社会的事情や法的理由があって家族になれない人たちにとっては、固定観念の中にある「家族」の枠を広げ、相手との距離を近づける言葉になる。一方で、関係が近すぎるが故に問題を抱えている血縁者たちには、一定の距離を与える言葉になるからだ。
「家族」と一言で言っても、その言葉が意味するものは、大昔に比べれば全く違うのではないだろうか。家族を構成するメンバーや、それぞれが担う“役割“は、時代とともに変わっていく。
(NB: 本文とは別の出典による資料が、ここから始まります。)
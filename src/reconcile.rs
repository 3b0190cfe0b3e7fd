//! Merge a run's extracted mentions into the knowledge base.
//!
//! Two passes, both after extraction has finished:
//!
//! 1. **Known upsert.** For each curated name with papers, the `trp_paper` row
//!    is replaced by the set found in this run (overwrite, not union) and the
//!    new blob is appended to `trp_paper_hst`. One transaction per name.
//! 2. **Novel insert.** One write transaction covers the whole batch. The
//!    allocator is seeded from `MAX(joinkey)` read inside that transaction, and
//!    each new transgene writes `trp_name`, `trp_publicname`, `trp_paper`,
//!    `trp_curator` plus their `_hst` twins under its own savepoint.
//!
//! Any failure aborts reconciliation. Known upserts already committed stay
//! committed; the novel batch is all-or-nothing.

use std::collections::BTreeSet;

use serde::Serialize;

use crate::allocator::IdentifierAllocator;
use crate::error::{ReconcileError, ReconcileResult, StoreError};
use crate::extract::Extraction;
use crate::store::schema::NOVEL_TABLES;
use crate::store::{
    KnowledgeBase, VocabularyFilter, delete_paper_association, format_papers, insert_value,
    lookup_transgene, max_transgene_number,
};

/// A transgene created during reconciliation.
#[derive(Debug, Clone, PartialEq, Eq, Serialize)]
pub struct AllocatedTransgene {
    pub public_name: String,
    pub identifier: String,
    pub papers: usize,
}

/// What reconciliation wrote.
#[derive(Debug, Clone, Default, PartialEq, Eq, Serialize)]
pub struct ReconcileSummary {
    /// Curated records whose paper association was replaced.
    pub known_updated: usize,
    /// Newly created records, in allocation order.
    pub allocated: Vec<AllocatedTransgene>,
}

/// Applies an [`Extraction`] to a [`KnowledgeBase`].
pub struct Reconciler<'kb> {
    kb: &'kb mut KnowledgeBase,
    curator: String,
    filter: VocabularyFilter,
}

impl<'kb> Reconciler<'kb> {
    pub fn new(kb: &'kb mut KnowledgeBase, curator: impl Into<String>) -> Self {
        Self {
            kb,
            curator: curator.into(),
            filter: VocabularyFilter::default(),
        }
    }

    /// Resolve known names under the same filter the vocabulary was loaded with.
    pub fn with_filter(mut self, filter: VocabularyFilter) -> Self {
        self.filter = filter;
        self
    }

    /// Run both passes.
    pub fn reconcile(&mut self, extraction: &Extraction) -> ReconcileResult<ReconcileSummary> {
        let known_updated = self.upsert_known(extraction)?;
        let allocated = self.insert_novel(extraction)?;
        Ok(ReconcileSummary {
            known_updated,
            allocated,
        })
    }

    /// Replace the paper association of every curated name found in this run.
    pub fn upsert_known(&mut self, extraction: &Extraction) -> ReconcileResult<usize> {
        let mut updated = 0;
        let filter = self.filter;
        for (name, papers) in extraction.known_with_papers() {
            let blob = format_papers(papers);
            self.kb
                .with_transaction::<_, _, ReconcileError>(&format!("known upsert \"{name}\""), |tx| {
                    let joinkey = lookup_transgene(tx, name, filter)?.ok_or_else(|| {
                        ReconcileError::VocabularySkew {
                            name: name.to_string(),
                        }
                    })?;
                    delete_paper_association(tx, joinkey)?;
                    for table in ["trp_paper", "trp_paper_hst"] {
                        insert_value(tx, table, joinkey, &blob)
                            .map_err(StoreError::query(format!("insert {table} for {joinkey}")))?;
                    }
                    Ok(())
                })?;
            tracing::debug!(transgene = name, papers = papers.len(), "replaced paper association");
            updated += 1;
        }
        Ok(updated)
    }

    /// Allocate identifiers for and insert every novel transgene.
    pub fn insert_novel(
        &mut self,
        extraction: &Extraction,
    ) -> ReconcileResult<Vec<AllocatedTransgene>> {
        if extraction.novel.is_empty() {
            return Ok(Vec::new());
        }
        let curator = self.curator.clone();
        self.kb.with_transaction::<_, _, ReconcileError>("novel insert", |tx| {
            let mut allocator = IdentifierAllocator::seeded(max_transgene_number(tx)?)?;
            let mut allocated = Vec::with_capacity(extraction.novel.len());
            for (name, papers) in &extraction.novel {
                let id = allocator.next_id()?;
                let joinkey = id.number() as i64;
                let identifier = id.to_string();
                let values = novel_values(&identifier, name, papers, &curator);

                let sp = tx
                    .savepoint()
                    .map_err(StoreError::transaction(format!("savepoint for \"{name}\"")))?;
                for ((live, hst), value) in NOVEL_TABLES.iter().zip(values.iter()) {
                    for table in [*live, *hst] {
                        insert_value(&sp, table, joinkey, value).map_err(|source| {
                            ReconcileError::PartialInsert {
                                name: name.clone(),
                                table,
                                source,
                            }
                        })?;
                    }
                }
                sp.commit()
                    .map_err(StoreError::transaction(format!("release savepoint for \"{name}\"")))?;

                tracing::info!(transgene = %name, id = %identifier, papers = papers.len(), "created transgene record");
                allocated.push(AllocatedTransgene {
                    public_name: name.clone(),
                    identifier,
                    papers: papers.len(),
                });
            }
            Ok(allocated)
        })
    }
}

/// Values for `trp_name`, `trp_publicname`, `trp_paper`, `trp_curator`, in
/// [`NOVEL_TABLES`] order.
fn novel_values(
    identifier: &str,
    public_name: &str,
    papers: &BTreeSet<String>,
    curator: &str,
) -> [String; 4] {
    [
        identifier.to_string(),
        public_name.to_string(),
        format_papers(papers),
        curator.to_string(),
    ]
}

#[cfg(test)]
mod tests {
    use super::*;
    use crate::allocator::TransgeneId;
    use crate::extract::MentionAccumulator;
    use crate::store::{SYSTEM_CURATOR, insert_curated, mark_invalid};

    fn kb_with_known() -> KnowledgeBase {
        let kb = KnowledgeBase::open_in_memory().unwrap();
        insert_curated(kb.connection(), TransgeneId::new(5).unwrap(), "knownGene1", "WBPerson1")
            .unwrap();
        kb
    }

    fn extraction(known: &[(&str, &str)], novel: &[(&str, &str)]) -> Extraction {
        let mut acc = MentionAccumulator::new();
        for (name, paper) in known {
            acc.record_known(name, paper);
        }
        for (name, paper) in novel {
            acc.record_novel(name, paper);
        }
        acc.finish()
    }

    #[test]
    fn known_upsert_writes_live_and_history() {
        let mut kb = kb_with_known();
        let ex = extraction(&[("knownGene1", "WBPaper00000001")], &[]);
        let summary = Reconciler::new(&mut kb, SYSTEM_CURATOR).reconcile(&ex).unwrap();
        assert_eq!(summary.known_updated, 1);
        let rec = kb.record(5).unwrap().unwrap();
        assert_eq!(rec.papers.as_deref(), Some("\"WBPaper00000001\""));
        assert_eq!(kb.history_len("trp_paper", 5).unwrap(), 1);
    }

    #[test]
    fn known_upsert_overwrites_previous_papers() {
        let mut kb = kb_with_known();
        insert_value(kb.connection(), "trp_paper", 5, "\"WBPaperOld\"").unwrap();
        let ex = extraction(&[("knownGene1", "WBPaperNew")], &[]);
        Reconciler::new(&mut kb, SYSTEM_CURATOR).reconcile(&ex).unwrap();
        let rows = kb.paper_associations().unwrap();
        assert_eq!(rows.len(), 1);
        assert_eq!(rows[0].blob, "\"WBPaperNew\"");
    }

    #[test]
    fn unknown_curated_name_is_vocabulary_skew() {
        let mut kb = kb_with_known();
        let ex = extraction(&[("renamedGene", "WBPaper1")], &[]);
        let err = Reconciler::new(&mut kb, SYSTEM_CURATOR).reconcile(&ex).unwrap_err();
        assert!(matches!(err, ReconcileError::VocabularySkew { ref name } if name == "renamedGene"));
        assert!(kb.paper_associations().unwrap().is_empty());
    }

    #[test]
    fn papers_go_to_the_live_record_not_the_invalid_one() {
        let mut kb = KnowledgeBase::open_in_memory().unwrap();
        insert_curated(kb.connection(), TransgeneId::new(3).unwrap(), "deadIs3", "WBPerson1")
            .unwrap();
        mark_invalid(kb.connection(), 3).unwrap();

        let first = extraction(&[], &[("deadIs3", "WBPaper00000001")]);
        let summary = Reconciler::new(&mut kb, SYSTEM_CURATOR).reconcile(&first).unwrap();
        assert_eq!(summary.allocated[0].identifier, "WBTransgene00000004");

        let second = extraction(&[("deadIs3", "WBPaper00000002")], &[]);
        Reconciler::new(&mut kb, SYSTEM_CURATOR).reconcile(&second).unwrap();
        assert_eq!(
            kb.record(4).unwrap().unwrap().papers.as_deref(),
            Some("\"WBPaper00000002\"")
        );
        assert_eq!(kb.record(3).unwrap().unwrap().papers, None);
        assert_eq!(kb.history_len("trp_paper", 3).unwrap(), 0);
    }

    #[test]
    fn unfiltered_reconciler_resolves_invalid_records() {
        let mut kb = KnowledgeBase::open_in_memory().unwrap();
        insert_curated(kb.connection(), TransgeneId::new(3).unwrap(), "deadIs3", "WBPerson1")
            .unwrap();
        mark_invalid(kb.connection(), 3).unwrap();

        let ex = extraction(&[("deadIs3", "WBPaper00000001")], &[]);
        let err = Reconciler::new(&mut kb, SYSTEM_CURATOR).reconcile(&ex).unwrap_err();
        assert!(matches!(err, ReconcileError::VocabularySkew { .. }));

        Reconciler::new(&mut kb, SYSTEM_CURATOR)
            .with_filter(VocabularyFilter::unfiltered())
            .reconcile(&ex)
            .unwrap();
        assert_eq!(
            kb.record(3).unwrap().unwrap().papers.as_deref(),
            Some("\"WBPaper00000001\"")
        );
    }

    #[test]
    fn novel_insert_allocates_after_max() {
        let mut kb = kb_with_known();
        let ex = extraction(&[], &[("abcIs123", "WBPaper1"), ("xyzEx101a", "WBPaper2")]);
        let summary = Reconciler::new(&mut kb, SYSTEM_CURATOR).reconcile(&ex).unwrap();
        let ids: Vec<&str> = summary.allocated.iter().map(|a| a.identifier.as_str()).collect();
        assert_eq!(ids, vec!["WBTransgene00000006", "WBTransgene00000007"]);

        let rec = kb.record_by_name("abcIs123").unwrap().unwrap();
        assert_eq!(rec.identifier, "WBTransgene00000006");
        assert_eq!(rec.papers.as_deref(), Some("\"WBPaper1\""));
        assert_eq!(rec.curator.as_deref(), Some(SYSTEM_CURATOR));
        for table in ["trp_name", "trp_publicname", "trp_paper", "trp_curator"] {
            assert_eq!(kb.history_len(table, 6).unwrap(), 1, "{table}_hst");
        }
    }

    #[test]
    fn case_variants_get_distinct_identifiers() {
        let mut kb = KnowledgeBase::open_in_memory().unwrap();
        let ex = extraction(&[], &[("abcIs789", "P1"), ("ABCIs789", "P2")]);
        let summary = Reconciler::new(&mut kb, SYSTEM_CURATOR).reconcile(&ex).unwrap();
        assert_eq!(summary.allocated.len(), 2);
        assert_ne!(summary.allocated[0].identifier, summary.allocated[1].identifier);
    }

    #[test]
    fn failed_novel_batch_leaves_no_partial_record() {
        let mut kb = KnowledgeBase::open_in_memory().unwrap();
        kb.connection()
            .execute_batch(
                "CREATE TRIGGER reject_curator BEFORE INSERT ON trp_curator
                 WHEN NEW.joinkey = 2
                 BEGIN SELECT RAISE(ABORT, 'rejected'); END;",
            )
            .unwrap();
        let ex = extraction(&[], &[("aIs1", "P1"), ("bIs2", "P2")]);
        let err = Reconciler::new(&mut kb, SYSTEM_CURATOR).reconcile(&ex).unwrap_err();
        assert!(matches!(
            err,
            ReconcileError::PartialInsert { table: "trp_curator", .. }
        ));
        assert_eq!(max_transgene_number(kb.connection()).unwrap(), None);
        assert_eq!(kb.history_len("trp_name", 1).unwrap(), 0);
    }
}
//! Corpus described by a TOML manifest of plain-text files.
//!
//! ```toml
//! [[paper]]
//! id = "WBPaper00000001"
//! pap_type = "Journal_article"
//! added = "2026-09-01"
//! temp_pdf = false
//! text = "papers/WBPaper00000001.txt"
//! supplemental = ["papers/WBPaper00000001_supp.txt"]
//! ```
//!
//! Relative paths are resolved against the manifest's directory. Text files
//! are only read when [`Paper::text_docs`] is called.

use std::collections::HashSet;
use std::path::{Path, PathBuf};

use serde::Deserialize;

use super::{
    Corpus, CorpusError, CorpusResult, JOURNAL_ARTICLE, LoadRequest, Paper, PaperMeta,
    TextOptions, parse_date,
};

#[derive(Debug, Deserialize)]
struct ManifestFile {
    #[serde(default)]
    paper: Vec<ManifestEntry>,
}

#[derive(Debug, Deserialize)]
struct ManifestEntry {
    id: String,
    #[serde(default = "default_pap_type")]
    pap_type: String,
    #[serde(default)]
    added: Option<String>,
    #[serde(default)]
    temp_pdf: bool,
    text: PathBuf,
    #[serde(default)]
    supplemental: Vec<PathBuf>,
}

fn default_pap_type() -> String {
    JOURNAL_ARTICLE.into()
}

/// A paper listed in a manifest.
#[derive(Debug, Clone)]
pub struct ManifestPaper {
    meta: PaperMeta,
    text: PathBuf,
    supplemental: Vec<PathBuf>,
}

impl ManifestPaper {
    pub fn meta(&self) -> &PaperMeta {
        &self.meta
    }

    fn read(&self, path: &Path) -> CorpusResult<String> {
        std::fs::read_to_string(path).map_err(|e| CorpusError::TextRead {
            paper: self.meta.id.clone(),
            path: path.display().to_string(),
            source: e,
        })
    }
}

impl Paper for ManifestPaper {
    fn paper_id(&self) -> &str {
        &self.meta.id
    }

    fn text_docs(&self, options: TextOptions) -> CorpusResult<Vec<String>> {
        let mut docs = Vec::new();
        options.shape(&self.read(&self.text)?, &mut docs);
        if options.include_supplemental {
            for path in &self.supplemental {
                options.shape(&self.read(path)?, &mut docs);
            }
        }
        Ok(docs)
    }
}

/// Corpus backed by a `corpus.toml` manifest.
#[derive(Debug, Clone)]
pub struct ManifestCorpus {
    path: PathBuf,
    available: Vec<ManifestPaper>,
    loaded: Vec<ManifestPaper>,
}

impl ManifestCorpus {
    /// Read and validate a manifest. Text files are not touched yet.
    pub fn open(path: &Path) -> CorpusResult<Self> {
        let content = std::fs::read_to_string(path).map_err(|e| CorpusError::ManifestRead {
            path: path.display().to_string(),
            source: e,
        })?;
        let file: ManifestFile = toml::from_str(&content).map_err(|e| CorpusError::ManifestParse {
            path: path.display().to_string(),
            message: e.to_string(),
        })?;
        let base = path.parent().unwrap_or_else(|| Path::new("."));

        let mut seen = HashSet::new();
        let mut available = Vec::with_capacity(file.paper.len());
        for entry in file.paper {
            if !seen.insert(entry.id.clone()) {
                return Err(CorpusError::DuplicatePaper { paper: entry.id });
            }
            let added = match entry.added {
                Some(raw) => Some(parse_date(&raw).ok_or_else(|| CorpusError::BadDate {
                    paper: entry.id.clone(),
                    value: raw.clone(),
                })?),
                None => None,
            };
            available.push(ManifestPaper {
                meta: PaperMeta {
                    id: entry.id,
                    pap_type: entry.pap_type,
                    added,
                    temp_pdf: entry.temp_pdf,
                },
                text: base.join(entry.text),
                supplemental: entry.supplemental.into_iter().map(|p| base.join(p)).collect(),
            });
        }
        tracing::debug!(manifest = %path.display(), papers = available.len(), "read corpus manifest");
        Ok(Self {
            path: path.to_path_buf(),
            available,
            loaded: Vec::new(),
        })
    }

    pub fn path(&self) -> &Path {
        &self.path
    }

    /// Number of papers listed in the manifest.
    pub fn listed(&self) -> usize {
        self.available.len()
    }
}

impl Corpus for ManifestCorpus {
    type Paper = ManifestPaper;

    fn load(&mut self, request: &LoadRequest) -> CorpusResult<()> {
        self.loaded = request.select(self.available.iter().cloned(), ManifestPaper::meta);
        tracing::info!(
            listed = self.available.len(),
            selected = self.loaded.len(),
            excluded = request.exclude_ids.len(),
            "loaded corpus"
        );
        Ok(())
    }

    fn papers(&self) -> &[ManifestPaper] {
        &self.loaded
    }
}

#[cfg(test)]
mod tests {
    use super::*;
    use chrono::NaiveDate;

    fn write_corpus(dir: &Path) -> PathBuf {
        std::fs::create_dir_all(dir.join("papers")).unwrap();
        std::fs::write(
            dir.join("papers/p1.txt"),
            "We crossed knownGene1 into\nthe background. abcIs123 was bright.",
        )
        .unwrap();
        std::fs::write(dir.join("papers/p1_supp.txt"), "Strain list: xyEx7.").unwrap();
        std::fs::write(dir.join("papers/p2.txt"), "Nothing here.").unwrap();
        let manifest = dir.join("corpus.toml");
        std::fs::write(
            &manifest,
            r#"
[[paper]]
id = "WBPaper00000001"
added = "2026-09-01"
text = "papers/p1.txt"
supplemental = ["papers/p1_supp.txt"]

[[paper]]
id = "WBPaper00000002"
added = "20260801"
text = "papers/p2.txt"

[[paper]]
id = "WBPaper00000003"
pap_type = "Review"
text = "papers/missing.txt"
"#,
        )
        .unwrap();
        manifest
    }

    #[test]
    fn reads_and_filters() {
        let tmp = tempfile::TempDir::new().unwrap();
        let manifest = write_corpus(tmp.path());
        let mut corpus = ManifestCorpus::open(&manifest).unwrap();
        assert_eq!(corpus.listed(), 3);
        assert_eq!(corpus.path(), manifest.as_path());

        corpus
            .load(&LoadRequest {
                from_date: NaiveDate::from_ymd_opt(2026, 8, 15),
                ..LoadRequest::default()
            })
            .unwrap();
        let ids: Vec<&str> = corpus.papers().iter().map(|p| p.paper_id()).collect();
        assert_eq!(ids, vec!["WBPaper00000001"]);

        let docs = corpus.papers()[0].text_docs(TextOptions::default()).unwrap();
        assert_eq!(
            docs,
            vec![
                "We crossed knownGene1 into the background.",
                "abcIs123 was bright.",
                "Strain list: xyEx7.",
            ]
        );
    }

    #[test]
    fn missing_text_is_reported_lazily() {
        let tmp = tempfile::TempDir::new().unwrap();
        let mut corpus = ManifestCorpus::open(&write_corpus(tmp.path())).unwrap();
        corpus
            .load(&LoadRequest {
                pap_types: Vec::new(),
                ..LoadRequest::default()
            })
            .unwrap();
        let review = corpus
            .papers()
            .iter()
            .find(|p| p.paper_id() == "WBPaper00000003")
            .unwrap();
        assert!(matches!(
            review.text_docs(TextOptions::default()),
            Err(CorpusError::TextRead { .. })
        ));
    }

    #[test]
    fn duplicate_ids_are_rejected() {
        let tmp = tempfile::TempDir::new().unwrap();
        let manifest = tmp.path().join("corpus.toml");
        std::fs::write(
            &manifest,
            "[[paper]]\nid = \"P1\"\ntext = \"a.txt\"\n[[paper]]\nid = \"P1\"\ntext = \"b.txt\"\n",
        )
        .unwrap();
        assert!(matches!(
            ManifestCorpus::open(&manifest),
            Err(CorpusError::DuplicatePaper { .. })
        ));
    }

    #[test]
    fn bad_date_is_rejected() {
        let tmp = tempfile::TempDir::new().unwrap();
        let manifest = tmp.path().join("corpus.toml");
        std::fs::write(&manifest, "[[paper]]\nid = \"P1\"\nadded = \"soon\"\ntext = \"a.txt\"\n")
            .unwrap();
        assert!(matches!(
            ManifestCorpus::open(&manifest),
            Err(CorpusError::BadDate { .. })
        ));
    }
}
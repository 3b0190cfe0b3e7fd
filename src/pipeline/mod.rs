//! Run controller: one batch pass from exclusions to ledger.
//!
//! A [`Run`] walks the stages in [`RunStage`] order. Every stage runs inside
//! its own `tracing` span; the first error aborts the run and is returned as
//! is. All extraction finishes before the first store write.

use std::fmt;
use std::path::PathBuf;

use chrono::NaiveDate;
use serde::Serialize;

use crate::config::RunConfig;
use crate::corpus::{Corpus, Paper};
use crate::error::TransgeneResult;
use crate::extract::{Extraction, Extractor, MentionAccumulator};
use crate::ledger::Ledger;
use crate::reconcile::{ReconcileSummary, Reconciler};
use crate::store::KnowledgeBase;

/// Stages of a run, in execution order.
#[derive(Debug, Clone, Copy, PartialEq, Eq, PartialOrd, Ord, Serialize)]
#[serde(rename_all = "kebab-case")]
pub enum RunStage {
    LoadExclusions,
    LoadCorpus,
    Extract,
    Reconcile,
    EmitLedger,
    Done,
}

impl RunStage {
    pub fn as_str(self) -> &'static str {
        match self {
            Self::LoadExclusions => "load-exclusions",
            Self::LoadCorpus => "load-corpus",
            Self::Extract => "extract",
            Self::Reconcile => "reconcile",
            Self::EmitLedger => "emit-ledger",
            Self::Done => "done",
        }
    }
}

impl fmt::Display for RunStage {
    fn fmt(&self, f: &mut fmt::Formatter<'_>) -> fmt::Result {
        f.write_str(self.as_str())
    }
}

/// What a finished run did.
#[derive(Debug, Clone, Serialize)]
pub struct RunReport {
    pub stage: RunStage,
    pub run_date: String,
    /// Start of the date window, `None` for an unbounded run.
    pub from_date: Option<String>,
    pub dry_run: bool,
    pub vocabulary_size: usize,
    pub excluded_papers: usize,
    pub papers_loaded: usize,
    /// The selection reached `max_num_papers`, so the ledger is partial.
    pub truncated: bool,
    pub extraction: Extraction,
    pub reconcile: ReconcileSummary,
    pub ledger_file: Option<PathBuf>,
}

impl RunReport {
    /// Names that reached the reconcile stage with at least one paper.
    pub fn known_found(&self) -> usize {
        self.extraction.known_with_papers().count()
    }

    pub fn novel_found(&self) -> usize {
        self.extraction.novel.len()
    }
}

impl fmt::Display for RunReport {
    fn fmt(&self, f: &mut fmt::Formatter<'_>) -> fmt::Result {
        writeln!(
            f,
            "run {} (from {}){}",
            self.run_date,
            self.from_date.as_deref().unwrap_or("all"),
            if self.dry_run { " [dry run]" } else { "" }
        )?;
        writeln!(f, "  vocabulary:      {}", self.vocabulary_size)?;
        writeln!(f, "  excluded papers: {}", self.excluded_papers)?;
        writeln!(
            f,
            "  papers scanned:  {}{}",
            self.papers_loaded,
            if self.truncated { " (capped)" } else { "" }
        )?;
        writeln!(f, "  known found:     {}", self.known_found())?;
        writeln!(f, "  novel found:     {}", self.novel_found())?;
        writeln!(f, "  known updated:   {}", self.reconcile.known_updated)?;
        writeln!(f, "  allocated:       {}", self.reconcile.allocated.len())?;
        for a in &self.reconcile.allocated {
            writeln!(f, "    {} {} ({} papers)", a.identifier, a.public_name, a.papers)?;
        }
        if self.dry_run {
            for (name, papers) in &self.extraction.novel {
                writeln!(f, "    new? {name} ({} papers)", papers.len())?;
            }
        }
        match &self.ledger_file {
            Some(path) => write!(f, "  ledger:          {}", path.display()),
            None => write!(f, "  ledger:          (not written)"),
        }
    }
}

/// A single batch run over a corpus and a knowledge base.
pub struct Run<'a, C: Corpus> {
    kb: &'a mut KnowledgeBase,
    corpus: &'a mut C,
    config: &'a RunConfig,
    run_date: NaiveDate,
    stage: RunStage,
}

impl<'a, C: Corpus> Run<'a, C> {
    pub fn new(kb: &'a mut KnowledgeBase, corpus: &'a mut C, config: &'a RunConfig) -> Self {
        Self {
            kb,
            corpus,
            config,
            run_date: chrono::Local::now().date_naive(),
            stage: RunStage::LoadExclusions,
        }
    }

    /// Override the date stamped on the ledger file.
    pub fn with_run_date(mut self, run_date: NaiveDate) -> Self {
        self.run_date = run_date;
        self
    }

    /// Stage the run is in (or failed in).
    pub fn stage(&self) -> RunStage {
        self.stage
    }

    fn enter(&mut self, stage: RunStage) -> tracing::span::EnteredSpan {
        self.stage = stage;
        tracing::info_span!("stage", name = stage.as_str()).entered()
    }

    /// Execute every stage.
    pub fn execute(&mut self) -> TransgeneResult<RunReport> {
        let config = self.config;
        let ledger = config.ledger_dir.as_ref().map(Ledger::new);

        let span = self.enter(RunStage::LoadExclusions);
        let mut exclude_ids = self.kb.associated_paper_ids()?;
        let from_kb = exclude_ids.len();
        if let Some(ledger) = &ledger {
            exclude_ids.extend(ledger.processed_ids()?);
        }
        let from_date = match config.from_date()? {
            Some(date) => Some(date),
            None => match &ledger {
                Some(ledger) => ledger.latest_run_date()?,
                None => None,
            },
        };
        tracing::info!(
            from_store = from_kb,
            total = exclude_ids.len(),
            from_date = ?from_date,
            "loaded exclusions"
        );
        drop(span);

        let span = self.enter(RunStage::LoadCorpus);
        let vocabulary = self.kb.curated_transgenes(config.vocabulary)?;
        let excluded_papers = exclude_ids.len();
        let mut request = config.load_request(from_date);
        request.exclude_ids = exclude_ids;
        self.corpus.load(&request)?;
        let papers_loaded = self.corpus.papers().len();
        let truncated = request.max_num_papers.is_some_and(|cap| papers_loaded >= cap);
        tracing::info!(
            vocabulary = vocabulary.len(),
            papers = papers_loaded,
            truncated,
            "loaded corpus and vocabulary"
        );
        drop(span);

        let span = self.enter(RunStage::Extract);
        let extractor = Extractor::new(&vocabulary, config.extract)?;
        tracing::debug!(
            names = extractor.known().len(),
            known_case = %extractor.known().policy(),
            novel_case = %extractor.novel().policy(),
            "compiled extractor"
        );
        let text_options = config.text_options();
        let mut acc = MentionAccumulator::new();
        for paper in self.corpus.papers() {
            let sentences = paper.text_docs(text_options)?;
            tracing::debug!(paper = paper.paper_id(), sentences = sentences.len(), "scanning paper");
            extractor.scan_paper(paper.paper_id(), &sentences, &mut acc);
        }
        let extraction = acc.finish();
        tracing::info!(
            processed = extraction.processed.len(),
            known = extraction.known.len(),
            novel = extraction.novel.len(),
            "extraction finished"
        );
        drop(span);

        let span = self.enter(RunStage::Reconcile);
        let reconcile = if config.dry_run {
            tracing::info!("dry run, skipping reconciliation");
            ReconcileSummary::default()
        } else {
            let summary = Reconciler::new(self.kb, config.curator.clone())
                .with_filter(config.vocabulary)
                .reconcile(&extraction)?;
            tracing::info!(
                known_updated = summary.known_updated,
                allocated = summary.allocated.len(),
                "reconciliation committed"
            );
            summary
        };
        drop(span);

        let span = self.enter(RunStage::EmitLedger);
        let ledger_file = match &ledger {
            Some(ledger) if !config.dry_run => {
                let path =
                    ledger.write(self.run_date, from_date, &extraction.processed, truncated)?;
                tracing::info!(
                    path = %path.display(),
                    papers = extraction.processed.len(),
                    partial = truncated,
                    "wrote ledger"
                );
                Some(path)
            }
            _ => None,
        };
        drop(span);

        self.stage = RunStage::Done;
        Ok(RunReport {
            stage: self.stage,
            run_date: self.run_date.format("%Y-%m-%d").to_string(),
            from_date: from_date.map(|d| d.format("%Y-%m-%d").to_string()),
            dry_run: config.dry_run,
            vocabulary_size: vocabulary.len(),
            excluded_papers,
            papers_loaded,
            truncated,
            extraction,
            reconcile,
            ledger_file,
        })
    }
}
時代につれて変化する「家族」に、いつでも変わらず付随するもの……それは、詰まるところ、「めんどくささ」なのではないだろうか。互いに選んで家族になったわけではない血縁者にも、望んで家族になった夫婦にも、その関係から生じる「めんどくささ」は、家族を続ける限り付きまとう。それは、たとえばお金であったり、責任であったりするのだろうけど。少なくとも、望んで家族になるということは、その「めんどくささ」をも望んで受け入れるということなのだ。
100年後、200年後、もしも“家族の定義“が今よりもずっと広いものになったとしたら——。人は、今よりももっと沢山の「めんどくささ」をしょい込むことになる。そしてその分の寛容さも備えるようになるのかもしれない。